Wasn't the selling point for this entire adaptation that it was the first 'age appropriate' screen version of the story? Which of course is a little awkward now. That's what the
making of documentary (which I am surprised is not on the disc) is playing up. The 1967 and 2016 interviews with Hussey and Whiting are likely to be the
Now and Then interview and the later
BFI interview. So there does not look to me too much new material on here.
On the film itself, I remember liking it when I last saw it but its very much a 'traditional' adaptation, just with the opportunity to see the story played out on castle locations and with its iconic score (making it part of a tradition of the time of the scores to romantic films being better than the accompanying films: see A Man and a Woman and Love Story. And, uh, Bilitis
), and with the age aspect being the new wrinkle to its production. Its about on par with the BBC production from a decade later (which has the first screen performance by Alan Rickman as Tybalt) and I always think it is good to see a 'normal' version of a Shakespeare play before seeing all the revisionist takes on it, although that opinion should be taken with the knowledge that I put this on a par with the 2012 Swarovski-crystal sponsored, post-Twilight and Young Adult in general influenced film of the play (which I also quite like but which is a similarly conservative adaptation. Though I would argue that the big twist with that particular production is that - following on in the tradition of all the Young Adult films - the pouting and smouldering boys are made up to out-prettify the more down to earth girls!)

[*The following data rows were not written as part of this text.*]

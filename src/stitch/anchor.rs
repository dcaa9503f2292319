//! Cross-resolution anchoring of hourly layers onto a daily series.
//!
//! Independent hourly layers have independent amplitudes; a single daily
//! series spanning them provides the common scale. Each layer is rescaled
//! so its mean matches the daily mean over the layer's span, then the
//! layers are merged and normalized.

use super::layers::{normalize, Series};

/// Anchor hourly layers onto the daily series.
///
/// Returns `None` when any layer cannot be anchored: the daily series has
/// no data, or only zeros, over the layer's span, or the layer itself is
/// all zero. No partial result is ever produced.
pub fn anchor_layers(daily: &Series, hourly_layers: &[Series]) -> Option<Series> {
    let mut merged = Series::new();

    for layer in hourly_layers {
        let first = *layer.keys().next()?;
        let last = *layer.keys().next_back()?;

        let anchor_values: Vec<f64> = daily.range(first..=last).map(|(_, &v)| v).collect();
        if anchor_values.is_empty() {
            return None;
        }
        let anchor_mean: f64 =
            anchor_values.iter().sum::<f64>() / anchor_values.len() as f64;
        let layer_mean: f64 = layer.values().sum::<f64>() / layer.len() as f64;

        if anchor_mean == 0.0 || layer_mean == 0.0 {
            return None;
        }

        let scale = anchor_mean / layer_mean;
        for (label, value) in layer {
            merged.insert(*label, value * scale);
        }
    }

    normalize(&mut merged);
    Some(merged)
}
//! The stitching engine.
//!
//! Takes the many overlapping short-window fragments collected for one
//! (keyword, location), averages duplicates, chains overlapping fragments
//! into layers, and anchors multiple hourly layers onto a daily series to
//! produce one normalized long-range time series.

mod anchor;
mod fragment;
mod layers;
mod writer;

pub use anchor::anchor_layers;
pub use fragment::{average_duplicates, Fragment};
pub use layers::{build_layers, normalize, stitch_layer, Series};
pub use writer::AnalyticsDb;

use chrono::{DateTime, Utc};
use thiserror::Error;
use tracing::warn;

use crate::labels::UnreconstructibleLabels;
use crate::repository::{RepositoryError, TrendsRepository};

/// Tag selecting hourly-cadence fragments.
pub const HOURLY_TAG: &str = "resolution:hourly";
/// Tag selecting daily-cadence fragments.
pub const DAILY_TAG: &str = "resolution:daily";

#[derive(Debug, Error)]
pub enum StitchError {
    #[error("duplicate fragments for window {start} .. {end} have differing lengths")]
    LengthMismatch {
        start: DateTime<Utc>,
        end: DateTime<Utc>,
    },
    #[error(transparent)]
    Labels(#[from] UnreconstructibleLabels),
    #[error("fragment of request {r_id} does not overlap the layer under construction")]
    NoOverlap { r_id: i64 },
    #[error(transparent)]
    Repository(#[from] RepositoryError),
}

/// Stitch the hourly fragments of one (keyword, location) into a single
/// normalized series.
///
/// Returns `None` when there is nothing stitchable, or when anchoring
/// fails; anchoring failures log a warning and never yield partial data.
pub fn stitch_keyword_location(
    repo: &TrendsRepository,
    k_id: i64,
    geo: Option<&str>,
) -> Result<Option<Series>, StitchError> {
    let place = geo.unwrap_or("world");

    let rows = repo.tagged_fragments(k_id, geo, HOURLY_TAG)?;
    if rows.is_empty() {
        return Ok(None);
    }
    let fragments = average_duplicates(&rows)?;

    let mut stitched = Vec::new();
    for layer in build_layers(fragments.clone(), false) {
        let series = stitch_layer(&layer, false)?;
        if !series.is_empty() {
            stitched.push(series);
        }
    }

    if stitched.len() <= 1 {
        return Ok(stitched.pop());
    }

    // Several disconnected hourly layers: a daily series spanning them is
    // needed to put them on a common amplitude.
    let daily_rows = repo.tagged_fragments(k_id, geo, DAILY_TAG)?;
    if daily_rows.is_empty() {
        warn!(
            "keyword {} at {}: {} hourly layers but no daily fragments; \
             emitting plain concatenation",
            k_id,
            place,
            stitched.len()
        );
        return Ok(Some(stitch_layer(&fragments, true)?));
    }

    let daily_layers = build_layers(average_duplicates(&daily_rows)?, true);
    if daily_layers.len() != 1 {
        warn!(
            "keyword {} at {}: daily fragments do not form a single anchor \
             layer; skipping",
            k_id, place
        );
        return Ok(None);
    }
    let daily_series = stitch_layer(&daily_layers[0], true)?;

    match anchor_layers(&daily_series, &stitched) {
        Some(series) => Ok(Some(series)),
        None => {
            warn!(
                "keyword {} at {}: daily anchor has no signal over an hourly \
                 layer; skipping",
                k_id, place
            );
            Ok(None)
        }
    }
}
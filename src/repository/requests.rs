//! Request queue bookkeeping outside the claim/ingest hot paths.

use chrono::{DateTime, Utc};
use rusqlite::params;

use super::helpers::{intern_fetcher, intern_keyword, intern_location};
use super::{parse_datetime, to_option, Result, TrendsRepository};
use crate::models::{FetcherIdentity, Keyword, NewRequest, RequestStatus};

/// Window bounds and location of a request, as ingestion validation
/// needs them.
#[derive(Debug, Clone)]
pub struct RequestWindow {
    pub start: DateTime<Utc>,
    pub end: DateTime<Utc>,
    /// ISO code of the request's location, if any.
    pub geo: Option<String>,
}

/// Aggregate store counts for the status command.
#[derive(Debug)]
pub struct StoreSummary {
    /// (status name, request count), in lifecycle order.
    pub statuses: Vec<(String, i64)>,
    pub staged: i64,
    pub timeframes: i64,
    pub geo_rows: i64,
    pub keywords: i64,
}

impl TrendsRepository {
    /// Insert-or-ignore a keyword, returning its id.
    pub fn intern_keyword(
        &self,
        query: &str,
        title_topic: Option<(&str, &str)>,
    ) -> Result<i64> {
        let conn = self.connect()?;
        intern_keyword(&conn, query, title_topic, Utc::now())
    }

    /// Look up a keyword by id.
    pub fn keyword(&self, k_id: i64) -> Result<Option<Keyword>> {
        let conn = self.connect()?;
        to_option(conn.query_row(
            r#"
            SELECT k_id, k_q, k_title, kt_name, k_added
              FROM keywords
         LEFT JOIN keyword_topics USING (kt_id)
             WHERE k_id = ?1
            "#,
            params![k_id],
            |row| {
                Ok(Keyword {
                    k_id: row.get(0)?,
                    query: row.get(1)?,
                    title: row.get(2)?,
                    topic: row.get(3)?,
                    added: parse_datetime(&row.get::<_, String>(4)?),
                })
            },
        ))
    }

    /// Insert-or-ignore a fetch worker identity, returning its id.
    pub fn intern_fetcher(&self, fetcher: &FetcherIdentity) -> Result<i64> {
        let conn = self.connect()?;
        intern_fetcher(&conn, fetcher)
    }

    /// Queue a request for a keyword, as the external queueing tool does.
    pub fn create_request(&self, request: &NewRequest, k_id: i64) -> Result<i64> {
        let conn = self.connect()?;

        let l_id = match &request.geo {
            Some(iso) => Some(intern_location(&conn, iso, iso)?),
            None => None,
        };

        conn.execute(
            r#"
            INSERT INTO requests (
                r_who, r_when, r_api, r_prio, r_geo,
                r_tf_start, r_tf_end, r_status, r_notbefore, r_notafter, r_note
            ) VALUES (
                ?1, ?2, ?3, ?4, ?5, ?6, ?7,
                (SELECT rs_id FROM request_status WHERE rs_name = 'open'),
                ?8, ?9, ?10
            )
            "#,
            params![
                request.who,
                Utc::now().to_rfc3339(),
                request.api,
                request.priority,
                l_id,
                request.window_start.to_rfc3339(),
                request.window_end.to_rfc3339(),
                request.not_before.to_rfc3339(),
                request.not_after.to_rfc3339(),
                request.note,
            ],
        )?;
        let r_id = conn.last_insert_rowid();

        conn.execute(
            "INSERT INTO keywords_in_request (r_id, k_id) VALUES (?1, ?2)",
            params![r_id, k_id],
        )?;

        Ok(r_id)
    }

    /// Current status of a request.
    pub fn request_status(&self, r_id: i64) -> Result<Option<RequestStatus>> {
        let conn = self.connect()?;
        let name = to_option(conn.query_row(
            r#"
            SELECT rs_name
              FROM requests
              JOIN request_status ON r_status = rs_id
             WHERE r_id = ?1
            "#,
            params![r_id],
            |row| row.get::<_, String>(0),
        ))?;
        Ok(name.and_then(|n| RequestStatus::from_str(&n)))
    }

    /// Window bounds and location of a request.
    pub fn request_window(&self, r_id: i64) -> Result<Option<RequestWindow>> {
        let conn = self.connect()?;
        to_option(conn.query_row(
            r#"
            SELECT r_tf_start, r_tf_end, l_iso
              FROM requests
         LEFT JOIN locations ON r_geo = l_id
             WHERE r_id = ?1
            "#,
            params![r_id],
            |row| {
                Ok(RequestWindow {
                    start: parse_datetime(&row.get::<_, String>(0)?),
                    end: parse_datetime(&row.get::<_, String>(1)?),
                    geo: row.get(2)?,
                })
            },
        ))
    }

    /// Completion time of a request, if it has one.
    pub fn request_completed_at(&self, r_id: i64) -> Result<Option<DateTime<Utc>>> {
        let conn = self.connect()?;
        let ts = to_option(conn.query_row(
            "SELECT r_ts FROM requests WHERE r_id = ?1 AND r_ts IS NOT NULL",
            params![r_id],
            |row| row.get::<_, String>(0),
        ))?;
        Ok(ts.map(|s| parse_datetime(&s)))
    }

    /// Aggregate counts across the store.
    pub fn summary(&self) -> Result<StoreSummary> {
        let conn = self.connect()?;

        let mut statuses = Vec::new();
        {
            let mut stmt = conn.prepare(
                r#"
                SELECT rs_name, COUNT(r_id)
                  FROM request_status
             LEFT JOIN requests ON r_status = rs_id
              GROUP BY rs_id, rs_name
              ORDER BY rs_id
                "#,
            )?;
            let rows = stmt.query_map([], |row| Ok((row.get(0)?, row.get(1)?)))?;
            for row in rows {
                statuses.push(row?);
            }
        }

        let count = |sql: &str| -> Result<i64> {
            Ok(conn.query_row(sql, [], |row| row.get(0))?)
        };

        Ok(StoreSummary {
            statuses,
            staged: count("SELECT COUNT(*) FROM raw_fetcher_output")?,
            timeframes: count("SELECT COUNT(*) FROM trends_time")?,
            geo_rows: count("SELECT COUNT(*) FROM trends_geo")?,
            keywords: count("SELECT COUNT(*) FROM keywords")?,
        })
    }
}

I am definitely not upset to see it join the collection, mostly though because without this making Olivia Hussey a star we may not have gotten her later great starring roles in 70s films
All The Right Noises (which
really plays on the underage angle!) and of course in the original Black Christmas.
Plus having the main characters played by actual teens does add an interesting spin on the material, in the sense that it does make the star-cross'd lovers seem much more adolescent (even petulant and impulsively hot-headed) than when they are played by actors in their mid-20s. And it kind of makes Juliet's father seem more sympathetic and a little less of a tyrant when he is actually making sweeping demands of a child that he feels responsible for rather than a full grown woman! (Which is perhaps where Romeo & Juliet makes for a fun contrast against The Taming of the Shrew, where it
is a father desperately trying to offload an adult daughter who he feels should have been married off long ago!)
It also makes more sense of the nanny figure being there too, to look after the child. Although then the nanny being complicit in the illicit adolescent love affair might become more awkward!